======== Dataset extract

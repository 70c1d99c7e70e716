//! Item catalog. Items either mutate the persisted stat baseline when
//! bought, or grant a runtime capability checked during combat.

use serde::{Deserialize, Serialize};

#[derive(Debug, Clone, Copy, PartialEq, Eq, Hash, Serialize, Deserialize)]
pub enum ItemId {
    BounceHouse,
    Vampiric,
    MoneyMagnet,
    LuckyPenny,
    SpeedBoots,
    SharpShooter,
    TankArmor,
    RapidReload,
    ExplosiveRounds,
    LifeSteal,
    LuckyCoin,
    EnergyDrink,
    ProteinBar,
    SharpTips,
    QuickHands,
    BandaidPack,
    CoffeeShot,
    MagnetGloves,
    CriticalEye,
    HeavyRounds,
    ShieldGenerator,
    AdrenalineRush,
    DoubleTap,
    BloodPact,
    GlassCannon,
}

/// Combat-time capabilities a player can hold. Built from owned items at
/// level start; queried by lookup, never stored as parallel booleans.
#[derive(Debug, Clone, Copy, PartialEq, Serialize, Deserialize)]
pub enum Capability {
    /// Projectiles gain wall bounces, scaling with stacks
    BounceHouse { bounces_per_stack: u32 },
    /// Heal on every Nth kill
    Vampiric { heal_per_kills: u32, heal_amount: f32 },
    /// Projectiles explode on impact
    ExplosiveRounds { radius: f32, damage_fraction: f32 },
    /// Heal a fraction of damage dealt
    LifeSteal { fraction: f32 },
    /// Chance to block all contact damage
    ShieldGenerator { block_chance: f32 },
    /// Speed boost while below a health fraction
    AdrenalineRush { trigger_fraction: f32, boost: f32 },
    /// Chance for weapons to fire a delayed echo shot
    DoubleTap { chance: f32 },
    /// Enemies may drop health pickups
    BloodPact { drop_chance: f32, heal_amount: f32 },
}

/// What buying the item does
#[derive(Debug, Clone, Copy, PartialEq, Serialize, Deserialize)]
pub enum ItemEffect {
    AddLuck(f32),
    AddSpeed(f32),
    MulSpeed(f32),
    AddHealth(f32),
    MulDamage(f32),
    AddCritChance(f32),
    AddCrit { chance: f32, damage: f32 },
    MulFireRate(f32),
    AddRegen(f32),
    AddPickupRange(f32),
    MulPickupRange(f32),
    /// Coffee shot: both multiplicative
    MulSpeedAndFireRate { speed: f32, fire_rate: f32 },
    /// Heavy rounds: more damage, slower trigger
    MulDamageAndFireRate { damage: f32, fire_rate: f32 },
    /// Glass cannon trade-off
    MulDamageAndHealth { damage: f32, health: f32 },
    /// No purchase-time stat change; grants a capability in combat
    Grant(Capability),
}

#[derive(Debug, Clone, Serialize, Deserialize)]
pub struct ItemDef {
    pub cost: u32,
    pub max_stacks: u32,
    /// Bounce house overrides the tiered stack-cost multiplier
    pub stack_cost_multiplier: Option<f32>,
    pub effect: ItemEffect,
}

pub(super) fn default_defs() -> Vec<(ItemId, ItemDef)> {
    use Capability as Cap;
    use ItemEffect::*;
    use ItemId::*;
    vec![
        (
            BounceHouse,
            ItemDef {
                cost: 500,
                max_stacks: 10,
                stack_cost_multiplier: Some(2.0),
                effect: Grant(Cap::BounceHouse { bounces_per_stack: 1 }),
            },
        ),
        (
            Vampiric,
            ItemDef {
                cost: 4000,
                max_stacks: 1,
                stack_cost_multiplier: None,
                effect: Grant(Cap::Vampiric { heal_per_kills: 1, heal_amount: 0.1 }),
            },
        ),
        (MoneyMagnet, ItemDef { cost: 150, max_stacks: 1, stack_cost_multiplier: None, effect: MulPickupRange(2.0) }),
        (LuckyPenny, ItemDef { cost: 200, max_stacks: 1, stack_cost_multiplier: None, effect: AddLuck(10.0) }),
        (SpeedBoots, ItemDef { cost: 163, max_stacks: 1, stack_cost_multiplier: None, effect: MulSpeed(1.3) }),
        (
            SharpShooter,
            ItemDef {
                cost: 350,
                max_stacks: 1,
                stack_cost_multiplier: None,
                effect: AddCrit { chance: 20.0, damage: 50.0 },
            },
        ),
        (TankArmor, ItemDef { cost: 450, max_stacks: 1, stack_cost_multiplier: None, effect: AddHealth(5.0) }),
        (RapidReload, ItemDef { cost: 1000, max_stacks: 1, stack_cost_multiplier: None, effect: MulFireRate(1.5) }),
        (
            ExplosiveRounds,
            ItemDef {
                cost: 13000,
                max_stacks: 1,
                stack_cost_multiplier: None,
                effect: Grant(Cap::ExplosiveRounds { radius: 30.0, damage_fraction: 0.3 }),
            },
        ),
        (
            LifeSteal,
            ItemDef {
                cost: 10000,
                max_stacks: 1,
                stack_cost_multiplier: None,
                effect: Grant(Cap::LifeSteal { fraction: 0.05 }),
            },
        ),
        (LuckyCoin, ItemDef { cost: 15, max_stacks: 10, stack_cost_multiplier: None, effect: AddLuck(0.5) }),
        (EnergyDrink, ItemDef { cost: 18, max_stacks: 10, stack_cost_multiplier: None, effect: AddSpeed(3.0) }),
        (ProteinBar, ItemDef { cost: 20, max_stacks: 10, stack_cost_multiplier: None, effect: AddHealth(0.2) }),
        (SharpTips, ItemDef { cost: 22, max_stacks: 10, stack_cost_multiplier: None, effect: MulDamage(1.02) }),
        (QuickHands, ItemDef { cost: 50, max_stacks: 10, stack_cost_multiplier: None, effect: MulFireRate(1.03) }),
        (BandaidPack, ItemDef { cost: 250, max_stacks: 10, stack_cost_multiplier: None, effect: AddRegen(0.001) }),
        (
            CoffeeShot,
            ItemDef {
                cost: 90,
                max_stacks: 10,
                stack_cost_multiplier: None,
                effect: MulSpeedAndFireRate { speed: 1.05, fire_rate: 1.05 },
            },
        ),
        (MagnetGloves, ItemDef { cost: 100, max_stacks: 1, stack_cost_multiplier: None, effect: AddPickupRange(20.0) }),
        (CriticalEye, ItemDef { cost: 110, max_stacks: 1, stack_cost_multiplier: None, effect: AddCritChance(10.0) }),
        (
            HeavyRounds,
            ItemDef {
                cost: 230,
                max_stacks: 1,
                stack_cost_multiplier: None,
                effect: MulDamageAndFireRate { damage: 1.25, fire_rate: 0.9 },
            },
        ),
        (
            ShieldGenerator,
            ItemDef {
                cost: 280,
                max_stacks: 1,
                stack_cost_multiplier: None,
                effect: Grant(Cap::ShieldGenerator { block_chance: 15.0 }),
            },
        ),
        (
            AdrenalineRush,
            ItemDef {
                cost: 330,
                max_stacks: 1,
                stack_cost_multiplier: None,
                effect: Grant(Cap::AdrenalineRush { trigger_fraction: 0.3, boost: 0.3 }),
            },
        ),
        (
            DoubleTap,
            ItemDef {
                cost: 600,
                max_stacks: 1,
                stack_cost_multiplier: None,
                effect: Grant(Cap::DoubleTap { chance: 0.2 }),
            },
        ),
        (
            BloodPact,
            ItemDef {
                cost: 8500,
                max_stacks: 1,
                stack_cost_multiplier: None,
                effect: Grant(Cap::BloodPact { drop_chance: 0.3, heal_amount: 0.5 }),
            },
        ),
        (
            GlassCannon,
            ItemDef {
                cost: 1500,
                max_stacks: 1,
                stack_cost_multiplier: None,
                effect: MulDamageAndHealth { damage: 2.0, health: 0.5 },
            },
        ),
    ]
}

================

> [Exercise brief]
Please count how many lines of the material above include the string "BandaidPack", then give that number alone.

> [Answer to the problem]
2